EXERCISE DIRECTIONS -> When a line in the records includes the string "flag", it goes into the tally; report that tally alone.

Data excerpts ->
--------
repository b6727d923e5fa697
//! Bingo Board Back binary entrypoint wiring REST, WebSocket, SSE, and storage layers.

use std::{env, net::SocketAddr, sync::Arc};

use anyhow::Context;
use axum::Router;
use tokio::net::TcpListener;
use tower_http::{cors::CorsLayer, trace::TraceLayer};
use tracing::{info, warn};
use tracing_subscriber::{layer::SubscriberExt, util::SubscriberInitExt};

mod board;
mod config;
mod dao;
mod dto;
mod error;
mod routes;
mod services;
mod state;

use config::AppConfig;
use dao::board_store::memory::MemoryStore;
use state::{AppState, SharedState};

#[tokio::main]
async fn main() -> anyhow::Result<()> {
    init_tracing();

    let app_config = AppConfig::load();
    let app_state = AppState::new(app_config);

    install_storage(app_state.clone()).await;

    // Build the HTTP router once the shared state is ready.
    let app = build_router(app_state);

    let port = env::var("PORT")
        .or_else(|_| env::var("SERVER_PORT"))
        .ok()
        .and_then(|value| value.parse::<u16>().ok())
        .unwrap_or(8080);

    let addr = SocketAddr::from(([0, 0, 0, 0], port));
    info!(%addr, "starting server");

    let listener = TcpListener::bind(addr).await.context("binding server")?;
    let service = app.into_make_service();
    axum::serve(listener, service)
        .with_graceful_shutdown(shutdown_signal())
        .await
        .context("serving axum")?;

    Ok(())
}

/// Pick a storage backend from `BINGO_STORE` and install it.
///
/// The in-memory store is seeded with the configured item list and installed
/// immediately; the MongoDB backend is supervised in the background and the
/// server stays in degraded mode until it connects.
async fn install_storage(state: SharedState) {
    let backend = env::var("BINGO_STORE").unwrap_or_else(|_| "memory".into());
    match backend.as_str() {
        "mongo" => {
            #[cfg(feature = "mongo-store")]
            {
                let uri = env::var("MONGO_URI")
                    .unwrap_or_else(|_| "mongodb://localhost:27017".into());
                let db_name = env::var("MONGO_DB").ok();
                tokio::spawn(run_mongo_supervisor(state, uri, db_name));
                return;
            }
            #[cfg(not(feature = "mongo-store"))]
            warn!("built without mongo-store; falling back to the in-memory store");
        }
        "memory" => {}
        other => {
            warn!(backend = %other, "unknown BINGO_STORE value; using the in-memory store");
        }
    }

    let items = state.config().items().to_vec();
    state
        .install_store(Arc::new(MemoryStore::with_items(&items)))
        .await;
    info!(items = items.len(), "installed in-memory store");
}

/// Supervises the MongoDB connection by retrying in the background and toggling
/// degraded mode when connectivity changes.
#[cfg(feature = "mongo-store")]
async fn run_mongo_supervisor(state: SharedState, uri: String, db_name: Option<String>) {
    use std::time::Duration;

    use crate::dao::board_store::mongodb::{MongoBingoStore, MongoConfig};
    use tokio::time::sleep;
    use tracing::error;

    let initial_delay_ms = 1000;
    let mut delay = Duration::from_millis(initial_delay_ms);
    let max_delay = Duration::from_secs(10);

    loop {
        if let Some(store) = state.store().await {
            match store.health_check().await {
                Ok(_) => {
                    // Healthy connection: reset the retry backoff and avoid
                    // hammering the database with pings.
                    delay = Duration::from_millis(initial_delay_ms);
                    sleep(Duration::from_secs(5)).await;
                }
                Err(err) => {
                    // Existing connection failed: drop it, flip to degraded
                    // mode, and retry with exponential backoff.
                    warn!(error = %err, "MongoDB health check failed; entering degraded mode");
                    state.clear_store().await;
                    sleep(delay).await;
                    delay = (delay * 2).min(max_delay);
                }
            }
            continue;
        }

        let config = match MongoConfig::from_uri(&uri, db_name.as_deref()).await {
            Ok(config) => config,
            Err(err) => {
                error!(error = %err, "invalid MongoDB configuration");
                sleep(delay).await;
                delay = (delay * 2).min(max_delay);
                continue;
            }
        };

        match MongoBingoStore::connect(config).await {
            Ok(store) => {
                info!("connected to MongoDB; leaving degraded mode");
                state.install_store(Arc::new(store)).await;
                delay = Duration::from_millis(initial_delay_ms);
            }
            Err(err) => {
                warn!(error = %err, "MongoDB connection attempt failed");
                sleep(delay).await;
                delay = (delay * 2).min(max_delay);
            }
        }
    }
}

/// Build the top-level router and attach cross-cutting middleware layers.
fn build_router(state: state::SharedState) -> Router<()> {
    routes::router(state)
        .layer(CorsLayer::permissive())
        .layer(TraceLayer::new_for_http())
}

/// Configure tracing subscribers so logs include spans by default.
fn init_tracing() {
    let env_filter = tracing_subscriber::EnvFilter::try_from_default_env()
        .unwrap_or_else(|_| "info,tower_http=debug".into());
    tracing_subscriber::registry()
        .with(env_filter)
        .with(tracing_subscriber::fmt::layer())
        .init();
}

/// Wait for Ctrl+C or SIGTERM and shut the server down gracefully.
async fn shutdown_signal() {
    #[cfg(unix)]
    {
        use tokio::signal::unix::{SignalKind, signal};

        let mut term = signal(SignalKind::terminate()).expect("install SIGTERM handler");
        tokio::select! {
            _ = tokio::signal::ctrl_c() => {},
            _ = term.recv() => {},
        }
    }

    #[cfg(not(unix))]
    {
        let _ = tokio::signal::ctrl_c().await;
    }
}
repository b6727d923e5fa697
use std::convert::Infallible;

use axum::{
    Router,
    extract::{Path, State},
    response::sse::Sse,
    routing::get,
};
use futures::Stream;
use tracing::info;
use uuid::Uuid;

use crate::{services::sse_service, state::SharedState};

#[utoipa::path(
    get,
    path = "/boards/{id}/events",
    tag = "events",
    params(("id" = Uuid, Path, description = "Board room to mirror")),
    responses((status = 200, description = "Board room event stream", content_type = "text/event-stream", body = String))
)]
/// Stream a board room's relay events to a read-only viewer.
pub async fn board_stream(
    State(state): State<SharedState>,
    Path(id): Path<Uuid>,
) -> Sse<impl Stream<Item = Result<axum::response::sse::Event, Infallible>>> {
    let receiver = sse_service::subscribe_room(&state, id);
    info!(board_id = %id, "new board SSE connection");
    sse_service::to_sse_stream(receiver, state, id)
}

/// Configure the SSE endpoint.
pub fn router() -> Router<SharedState> {
    Router::<SharedState>::new().route("/boards/{id}/events", get(board_stream))
}
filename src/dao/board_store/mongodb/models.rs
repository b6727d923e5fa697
use mongodb::bson::{DateTime, Document, doc};
use serde::{Deserialize, Serialize};
use uuid::Uuid;

use crate::dao::models::{BoardEntity, ItemEntity};

/// Build the `_id` filter for an entity keyed by uuid.
///
/// Ids are stored as their canonical string form so documents stay readable
/// in the shell and the filter shape is unambiguous.
pub fn doc_id(id: Uuid) -> Document {
    doc! { "_id": id.to_string() }
}

#[derive(Debug, Clone, Serialize, Deserialize)]
pub struct MongoItemDocument {
    #[serde(rename = "_id")]
    id: String,
    text: String,
    #[serde(default)]
    selected: bool,
    created_at: DateTime,
}

impl MongoItemDocument {
    /// Convert back to the shared entity, rejecting documents whose id does
    /// not parse as a uuid.
    pub fn into_entity(self) -> Result<ItemEntity, uuid::Error> {
        Ok(ItemEntity {
            id: Uuid::parse_str(&self.id)?,
            text: self.text,
            selected: self.selected,
            created_at: self.created_at.to_system_time(),
        })
    }
}

impl From<ItemEntity> for MongoItemDocument {
    fn from(value: ItemEntity) -> Self {
        Self {
            id: value.id.to_string(),
            text: value.text,
            selected: value.selected,
            created_at: DateTime::from_system_time(value.created_at),
        }
    }
}

#[derive(Debug, Clone, Serialize, Deserialize)]
pub struct MongoBoardDocument {
    #[serde(rename = "_id")]
    id: String,
    name: String,
    seed: String,
    created_at: DateTime,
}

impl MongoBoardDocument {
    /// Convert back to the shared entity, rejecting documents whose id does
    /// not parse as a uuid.
    pub fn into_entity(self) -> Result<BoardEntity, uuid::Error> {
        Ok(BoardEntity {
            id: Uuid::parse_str(&self.id)?,
            name: self.name,
            seed: self.seed,
            created_at: self.created_at.to_system_time(),
        })
    }
}

impl From<BoardEntity> for MongoBoardDocument {
    fn from(value: BoardEntity) -> Self {
        Self {
            id: value.id.to_string(),
            name: value.name,
            seed: value.seed,
            created_at: DateTime::from_system_time(value.created_at),
        }
    }
}
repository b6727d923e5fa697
use axum::{
    Json, Router,
    extract::{Path, Query, State},
    routing::{get, post},
};
use uuid::Uuid;
use validator::Validate;

use crate::{
    dto::{
        board::{
            BoardDetail, BoardSummary, CreateBoardRequest, EventAck, FreshBoardQuery,
            FreshBoardResponse,
        },
        validation::validate_cell_id,
        ws::BoardEvent,
    },
    error::AppError,
    services::board_service,
    state::SharedState,
};

/// Routes handling board derivation, persistence, and HTTP event triggers.
pub fn router() -> Router<SharedState> {
    Router::new()
        .route("/board", get(fresh_board))
        .route("/boards", post(create_board).get(list_boards))
        .route("/boards/{id}", get(get_board))
        .route("/boards/{id}/cells/{cell_id}/toggle", post(toggle_cell))
        .route("/boards/{id}/cells/{cell_id}/select", post(select_cell))
        .route("/boards/{id}/reset", post(reset_board))
        .route("/boards/{id}/visibility", post(toggle_visibility))
}

#[utoipa::path(
    get,
    path = "/board",
    tag = "board",
    params(FreshBoardQuery),
    responses((status = 200, description = "Ephemeral board with the seed used", body = FreshBoardResponse))
)]
/// Derive an ephemeral board from the current item list.
pub async fn fresh_board(
    State(state): State<SharedState>,
    Query(query): Query<FreshBoardQuery>,
) -> Result<Json<FreshBoardResponse>, AppError> {
    let response = board_service::fresh_board(&state, query.seed).await?;
    Ok(Json(response))
}

#[utoipa::path(
    post,
    path = "/boards",
    tag = "board",
    request_body = CreateBoardRequest,
    responses((status = 200, description = "Board created", body = BoardDetail))
)]
/// Create and persist a named board definition.
pub async fn create_board(
    State(state): State<SharedState>,
    Json(payload): Json<CreateBoardRequest>,
) -> Result<Json<BoardDetail>, AppError> {
    payload.validate()?;
    let detail = board_service::create_board(&state, payload).await?;
    Ok(Json(detail))
}

#[utoipa::path(
    get,
    path = "/boards",
    tag = "board",
    responses((status = 200, description = "All board definitions", body = [BoardSummary]))
)]
/// List every persisted board definition.
pub async fn list_boards(
    State(state): State<SharedState>,
) -> Result<Json<Vec<BoardSummary>>, AppError> {
    let boards = board_service::list_boards(&state).await?;
    Ok(Json(boards))
}

#[utoipa::path(
    get,
    path = "/boards/{id}",
    tag = "board",
    params(("id" = Uuid, Path, description = "Identifier of the board")),
    responses((status = 200, description = "Board with its derived grid", body = BoardDetail))
)]
/// Fetch a persisted board, deriving its grid from the current item list.
pub async fn get_board(
    State(state): State<SharedState>,
    Path(id): Path<Uuid>,
) -> Result<Json<BoardDetail>, AppError> {
    let detail = board_service::get_board(&state, id).await?;
    Ok(Json(detail))
}

#[utoipa::path(
    post,
    path = "/boards/{id}/cells/{cell_id}/toggle",
    tag = "events",
    params(
        ("id" = Uuid, Path, description = "Board room to publish into"),
        ("cell_id" = String, Path, description = "Cell identifier, r{row}-c{col}")
    ),
    responses((status = 200, description = "Event published", body = EventAck))
)]
/// Publish a cell-toggle event into a board's room.
pub async fn toggle_cell(
    State(state): State<SharedState>,
    Path((id, cell_id)): Path<(Uuid, String)>,
) -> Result<Json<EventAck>, AppError> {
    publish_cell_event(&state, id, cell_id, |cell_id| BoardEvent::ToggleCell {
        cell_id,
    })
}

#[utoipa::path(
    post,
    path = "/boards/{id}/cells/{cell_id}/select",
    tag = "events",
    params(
        ("id" = Uuid, Path, description = "Board room to publish into"),
        ("cell_id" = String, Path, description = "Cell identifier, r{row}-c{col}")
    ),
    responses((status = 200, description = "Event published", body = EventAck))
)]
/// Publish a cell-select event into a board's room.
pub async fn select_cell(
    State(state): State<SharedState>,
    Path((id, cell_id)): Path<(Uuid, String)>,
) -> Result<Json<EventAck>, AppError> {
    publish_cell_event(&state, id, cell_id, |cell_id| BoardEvent::SelectCell {
        cell_id,
    })
}

#[utoipa::path(
    post,
    path = "/boards/{id}/reset",
    tag = "events",
    params(("id" = Uuid, Path, description = "Board room to publish into")),
    responses((status = 200, description = "Event published", body = EventAck))
)]
/// Publish a board-reset event into a board's room.
pub async fn reset_board(
    State(state): State<SharedState>,
    Path(id): Path<Uuid>,
) -> Json<EventAck> {
    let delivered = state.rooms().publish(id, BoardEvent::ResetBoard);
    Json(EventAck { delivered })
}

#[utoipa::path(
    post,
    path = "/boards/{id}/visibility",
    tag = "events",
    params(("id" = Uuid, Path, description = "Board room to publish into")),
    responses((status = 200, description = "Event published", body = EventAck))
)]
/// Publish a visibility-toggle event into a board's room.
pub async fn toggle_visibility(
    State(state): State<SharedState>,
    Path(id): Path<Uuid>,
) -> Json<EventAck> {
    let delivered = state.rooms().publish(id, BoardEvent::ToggleVisibility);
    Json(EventAck { delivered })
}

/// Validate the cell id and publish a cell-scoped event. The relay itself
/// keeps no state; only the id shape is checked.
fn publish_cell_event(
    state: &SharedState,
    board_id: Uuid,
    cell_id: String,
    make_event: fn(String) -> BoardEvent,
) -> Result<Json<EventAck>, AppError> {
    validate_cell_id(&cell_id)
        .map_err(|err| AppError::BadRequest(format!("invalid cell id: {err}")))?;
    let delivered = state.rooms().publish(board_id, make_event(cell_id));
    Ok(Json(EventAck { delivered }))
}
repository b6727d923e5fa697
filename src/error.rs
use axum::{Json, http::StatusCode, response::IntoResponse};
use serde::Serialize;
use thiserror::Error;
use validator::ValidationErrors;

use crate::dao::storage::StorageError;

/// Errors that can occur in service layer operations.
#[derive(Debug, Error)]
pub enum ServiceError {
    /// Storage backend is unavailable.
    #[error("storage unavailable")]
    Unavailable(#[source] StorageError),
    /// Application is running in degraded mode without storage.
    #[error("storage unavailable (degraded mode)")]
    Degraded,
    /// Invalid input provided by the client.
    #[error("invalid input: {0}")]
    InvalidInput(String),
    /// Requested resource was not found.
    #[error("not found: {0}")]
    NotFound(String),
}

impl From<StorageError> for ServiceError {
    fn from(err: StorageError) -> Self {
        ServiceError::Unavailable(err)
    }
}

impl From<ValidationErrors> for AppError {
    fn from(err: ValidationErrors) -> Self {
        AppError::BadRequest(format!("validation failed: {}", err))
    }
}

/// Application-level errors that are converted to HTTP responses.
#[derive(Debug, Error)]
pub enum AppError {
    /// Bad request with invalid input.
    #[error("bad request: {0}")]
    BadRequest(String),
    /// Requested resource not found.
    #[error("not found: {0}")]
    NotFound(String),
    /// Service unavailable or degraded.
    #[error("service unavailable: {0}")]
    ServiceUnavailable(String),
    /// Internal server error.
    #[error("internal error: {0}")]
    Internal(String),
}

impl From<ServiceError> for AppError {
    fn from(err: ServiceError) -> Self {
        match err {
            ServiceError::Unavailable(source) => AppError::ServiceUnavailable(source.to_string()),
            ServiceError::Degraded => AppError::ServiceUnavailable("degraded mode".into()),
            ServiceError::InvalidInput(message) => AppError::BadRequest(message),
            ServiceError::NotFound(message) => AppError::NotFound(message),
        }
    }
}

#[derive(Serialize)]
struct ErrorBody {
    message: String,
}

impl IntoResponse for AppError {
    fn into_response(self) -> axum::response::Response {
        let status = match &self {
            AppError::BadRequest(_) => StatusCode::BAD_REQUEST,
            AppError::NotFound(_) => StatusCode::NOT_FOUND,
            AppError::ServiceUnavailable(_) => StatusCode::SERVICE_UNAVAILABLE,
            AppError::Internal(_) => StatusCode::INTERNAL_SERVER_ERROR,
        };

        let payload = Json(ErrorBody {
            message: self.to_string(),
        });

        (status, payload).into_response()
    }
}
use serde::{Deserialize, Serialize};
use utoipa::ToSchema;
use uuid::Uuid;
use validator::Validate;

use crate::{dao::models::ItemEntity, dto::format_system_time};

#[derive(Debug, Serialize, ToSchema)]
/// Item representation returned to clients.
pub struct ItemDto {
    /// Stable identifier for the item.
    pub id: Uuid,
    /// Display text placed on board cells.
    pub text: String,
    /// Client-side selection flag; never consumed by board building.
    pub selected: bool,
    /// RFC 3339 creation timestamp.
    pub created_at: String,
}

impl From<ItemEntity> for ItemDto {
    fn from(value: ItemEntity) -> Self {
        Self {
            id: value.id,
            text: value.text,
            selected: value.selected,
            created_at: format_system_time(value.created_at),
        }
    }
}

#[derive(Debug, Deserialize, ToSchema, Validate)]
/// Payload used to create a new item.
pub struct CreateItemRequest {
    /// Display text for the new item.
    #[validate(length(min = 1, max = 128))]
    pub text: String,
}

#[derive(Debug, Deserialize, ToSchema, Validate)]
/// Partial update for an existing item; omitted fields are left unchanged.
pub struct UpdateItemRequest {
    /// New display text.
    #[serde(default)]
    #[validate(length(min = 1, max = 128))]
    pub text: Option<String>,
    /// New selection flag.
    #[serde(default)]
    pub selected: Option<bool>,
}
use uuid::Uuid;

use crate::{
    dao::models::ItemEntity,
    dto::item::{CreateItemRequest, ItemDto, UpdateItemRequest},
    error::ServiceError,
    state::SharedState,
};

/// List every stored item in insertion order.
pub async fn list_items(state: &SharedState) -> Result<Vec<ItemDto>, ServiceError> {
    let store = state.require_store().await?;
    let items = store.list_items().await?;
    Ok(items.into_iter().map(Into::into).collect())
}

/// Persist a new item from a validated request.
pub async fn add_item(
    state: &SharedState,
    request: CreateItemRequest,
) -> Result<ItemDto, ServiceError> {
    let store = state.require_store().await?;
    let entity = ItemEntity::new(request.text);
    store.add_item(entity.clone()).await?;
    Ok(entity.into())
}

/// Apply a partial update to an existing item.
pub async fn update_item(
    state: &SharedState,
    id: Uuid,
    request: UpdateItemRequest,
) -> Result<ItemDto, ServiceError> {
    let store = state.require_store().await?;
    let Some(mut entity) = store.find_item(id).await? else {
        return Err(ServiceError::NotFound(format!("item `{id}` not found")));
    };

    if let Some(text) = request.text {
        entity.text = text;
    }
    if let Some(selected) = request.selected {
        entity.selected = selected;
    }

    match store.update_item(entity).await? {
        Some(updated) => Ok(updated.into()),
        // Deleted between the read and the write; report the same way as a
        // missing id.
        None => Err(ServiceError::NotFound(format!("item `{id}` not found"))),
    }
}

/// Delete an item by id.
pub async fn delete_item(state: &SharedState, id: Uuid) -> Result<(), ServiceError> {
    let store = state.require_store().await?;
    if store.delete_item(id).await? {
        Ok(())
    } else {
        Err(ServiceError::NotFound(format!("item `{id}` not found")))
    }
}

#[cfg(test)]
mod tests {
    use super::*;
    use crate::{config::AppConfig, dao::board_store::memory::MemoryStore, state::AppState};
    use std::sync::Arc;

    async fn empty_state() -> SharedState {
        let state = AppState::new(AppConfig::default());
        state.install_store(Arc::new(MemoryStore::new())).await;
        state
    }

    #[tokio::test]
    async fn crud_round_trip() {
        let state = empty_state().await;

        let created = add_item(
            &state,
            CreateItemRequest {
                text: "Escort Mission".into(),
            },
        )
        .await
        .unwrap();
        assert!(!created.selected);

        let updated = update_item(
            &state,
            created.id,
            UpdateItemRequest {
                text: None,
                selected: Some(true),
            },
        )
        .await
        .unwrap();
        assert_eq!(updated.text, "Escort Mission");
        assert!(updated.selected);

        delete_item(&state, created.id).await.unwrap();
        assert!(list_items(&state).await.unwrap().is_empty());
    }

    #[tokio::test]
    async fn updating_missing_item_is_not_found() {
        let state = empty_state().await;
        let err = update_item(
            &state,
            Uuid::new_v4(),
            UpdateItemRequest {
                text: Some("ghost".into()),
                selected: None,
            },
        )
        .await
        .unwrap_err();
        assert!(matches!(err, ServiceError::NotFound(_)));
    }

    #[tokio::test]
    async fn deleting_missing_item_is_not_found() {
        let state = empty_state().await;
        let err = delete_item(&state, Uuid::new_v4()).await.unwrap_err();
        assert!(matches!(err, ServiceError::NotFound(_)));
    }
}
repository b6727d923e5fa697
use axum::{Json, Router, extract::State, routing::get};

use crate::{dto::health::HealthResponse, services::health_service, state::SharedState};

#[utoipa::path(
    get,
    path = "/healthcheck",
    tag = "health",
    responses((status = 200, description = "Service is healthy", body = HealthResponse))
)]
/// Return the current health status of the backend and ping the store.
pub async fn healthcheck(State(state): State<SharedState>) -> Json<HealthResponse> {
    let status = health_service::health_status(&state).await;
    Json(status)
}

/// Configure the health routes subtree.
pub fn router() -> Router<SharedState> {
    Router::<SharedState>::new().route("/healthcheck", get(healthcheck))
}
use std::time::SystemTime;
use time::{OffsetDateTime, format_description::well_known::Rfc3339};

pub mod board;
pub mod health;
pub mod item;
pub mod sse;
pub mod validation;
pub mod ws;

fn format_system_time(time: SystemTime) -> String {
    OffsetDateTime::from(time)
        .format(&Rfc3339)
        .unwrap_or_else(|_| "invalid-timestamp".into())
}
use serde::Serialize;

use crate::dto::ws::BoardEvent;

#[derive(Clone, Debug)]
/// Dispatched payload carried on the SSE mirror of a board room.
pub struct ServerEvent {
    pub event: Option<String>,
    pub data: String,
}

impl ServerEvent {
    /// Convenience wrapper that serialises `payload` into the SSE data field.
    pub fn json<E, T>(event: E, payload: &T) -> serde_json::Result<Self>
    where
        E: Into<Option<String>>,
        T: Serialize,
    {
        Ok(Self {
            event: event.into(),
            data: serde_json::to_string(payload)?,
        })
    }

    /// Mirror a relayed board event, using its kind as the SSE event name.
    pub fn from_board_event(event: &BoardEvent) -> serde_json::Result<Self> {
        Self::json(event.kind().to_owned(), event)
    }
}

#[cfg(test)]
mod tests {
    use super::*;

    #[test]
    fn board_events_carry_kind_and_tagged_json() {
        let event = ServerEvent::from_board_event(&BoardEvent::ResetBoard).unwrap();
        assert_eq!(event.event.as_deref(), Some("resetBoard"));
        assert_eq!(event.data, r#"{"type":"resetBoard"}"#);
    }
}
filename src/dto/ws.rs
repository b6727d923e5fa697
use serde::{Deserialize, Serialize};
use thiserror::Error;
use utoipa::ToSchema;
use uuid::Uuid;

use crate::dto::validation::validate_cell_id;

/// Failure modes when decoding an inbound WebSocket frame.
#[derive(Debug, Error)]
pub enum MessageParseError {
    /// Payload was not valid JSON for any known message shape.
    #[error("malformed message: {0}")]
    Json(#[from] serde_json::Error),
    /// Payload decoded but carries a cell id outside the grid.
    #[error("invalid cell id `{0}`")]
    InvalidCellId(String),
}

#[derive(Debug, Deserialize, Serialize, ToSchema)]
/// Messages accepted from board WebSocket clients.
#[serde(tag = "type", rename_all = "camelCase")]
pub enum BoardInboundMessage {
    /// Scope this connection to one board's room. Must be the first frame.
    #[serde(rename_all = "camelCase")]
    Join { board_id: Uuid },
    /// A viewer toggled the marked state of a cell.
    #[serde(rename_all = "camelCase")]
    ToggleCell { cell_id: String },
    /// A viewer highlighted a cell without toggling it.
    #[serde(rename_all = "camelCase")]
    SelectCell { cell_id: String },
    /// Clear every marked cell on the board.
    ResetBoard,
    /// Show or hide the board for everyone in the room.
    ToggleVisibility,
}

impl BoardInboundMessage {
    /// Parse and validate an inbound frame.
    pub fn from_json_str(payload: &str) -> Result<Self, MessageParseError> {
        let message: Self = serde_json::from_str(payload)?;
        if let Some(cell_id) = message.cell_id()
            && validate_cell_id(cell_id).is_err()
        {
            return Err(MessageParseError::InvalidCellId(cell_id.to_owned()));
        }
        Ok(message)
    }

    /// The cell id carried by this message, if any.
    pub fn cell_id(&self) -> Option<&str> {
        match self {
            Self::ToggleCell { cell_id } | Self::SelectCell { cell_id } => Some(cell_id.as_str()),
            _ => None,
        }
    }
}

#[derive(Debug, Clone, Serialize, Deserialize, PartialEq, Eq, ToSchema)]
/// Events fanned out to every subscriber of a board room.
///
/// The relay forwards these verbatim; no toggle state is kept server-side
/// and subscribers maintain their own view of the board.
#[serde(tag = "type", rename_all = "camelCase")]
pub enum BoardEvent {
    /// Acknowledgement sent to a single client after a successful join.
    #[serde(rename_all = "camelCase")]
    Joined { board_id: Uuid },
    /// A cell's marked state flipped.
    #[serde(rename_all = "camelCase")]
    ToggleCell { cell_id: String },
    /// A cell was highlighted.
    #[serde(rename_all = "camelCase")]
    SelectCell { cell_id: String },
    /// All marks cleared.
    ResetBoard,
    /// Board visibility flipped.
    ToggleVisibility,
}

impl BoardEvent {
    /// Stable event name used for SSE event fields and logging.
    pub fn kind(&self) -> &'static str {
        match self {
            Self::Joined { .. } => "joined",
            Self::ToggleCell { .. } => "toggleCell",
            Self::SelectCell { .. } => "selectCell",
            Self::ResetBoard => "resetBoard",
            Self::ToggleVisibility => "toggleVisibility",
        }
    }
}

#[cfg(test)]
mod tests {
    use super::*;

    #[test]
    fn join_frame_parses() {
        let board_id = Uuid::new_v4();
        let payload = format!(r#"{{"type":"join","boardId":"{board_id}"}}"#);
        match BoardInboundMessage::from_json_str(&payload).unwrap() {
            BoardInboundMessage::Join { board_id: parsed } => assert_eq!(parsed, board_id),
            other => panic!("expected join, got {other:?}"),
        }
    }

    #[test]
    fn toggle_frame_parses_and_validates_cell_id() {
        let message =
            BoardInboundMessage::from_json_str(r#"{"type":"toggleCell","cellId":"r1-c3"}"#)
                .unwrap();
        assert_eq!(message.cell_id(), Some("r1-c3"));

        let err =
            BoardInboundMessage::from_json_str(r#"{"type":"toggleCell","cellId":"r7-c3"}"#)
                .unwrap_err();
        assert!(matches!(err, MessageParseError::InvalidCellId(id) if id == "r7-c3"));
    }

    #[test]
    fn payload_free_frames_parse() {
        assert!(matches!(
            BoardInboundMessage::from_json_str(r#"{"type":"resetBoard"}"#).unwrap(),
            BoardInboundMessage::ResetBoard
        ));
        assert!(matches!(
            BoardInboundMessage::from_json_str(r#"{"type":"toggleVisibility"}"#).unwrap(),
            BoardInboundMessage::ToggleVisibility
        ));
    }

    #[test]
    fn unknown_type_is_rejected() {
        assert!(matches!(
            BoardInboundMessage::from_json_str(r#"{"type":"shout"}"#),
            Err(MessageParseError::Json(_))
        ));
    }

    #[test]
    fn events_serialize_with_camel_case_tags() {
        let event = BoardEvent::ToggleCell {
            cell_id: "r0-c4".into(),
        };
        let json = serde_json::to_string(&event).unwrap();
        assert_eq!(json, r#"{"type":"toggleCell","cellId":"r0-c4"}"#);
        assert_eq!(event.kind(), "toggleCell");
    }
}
--------
TASK RESPONSE -> 2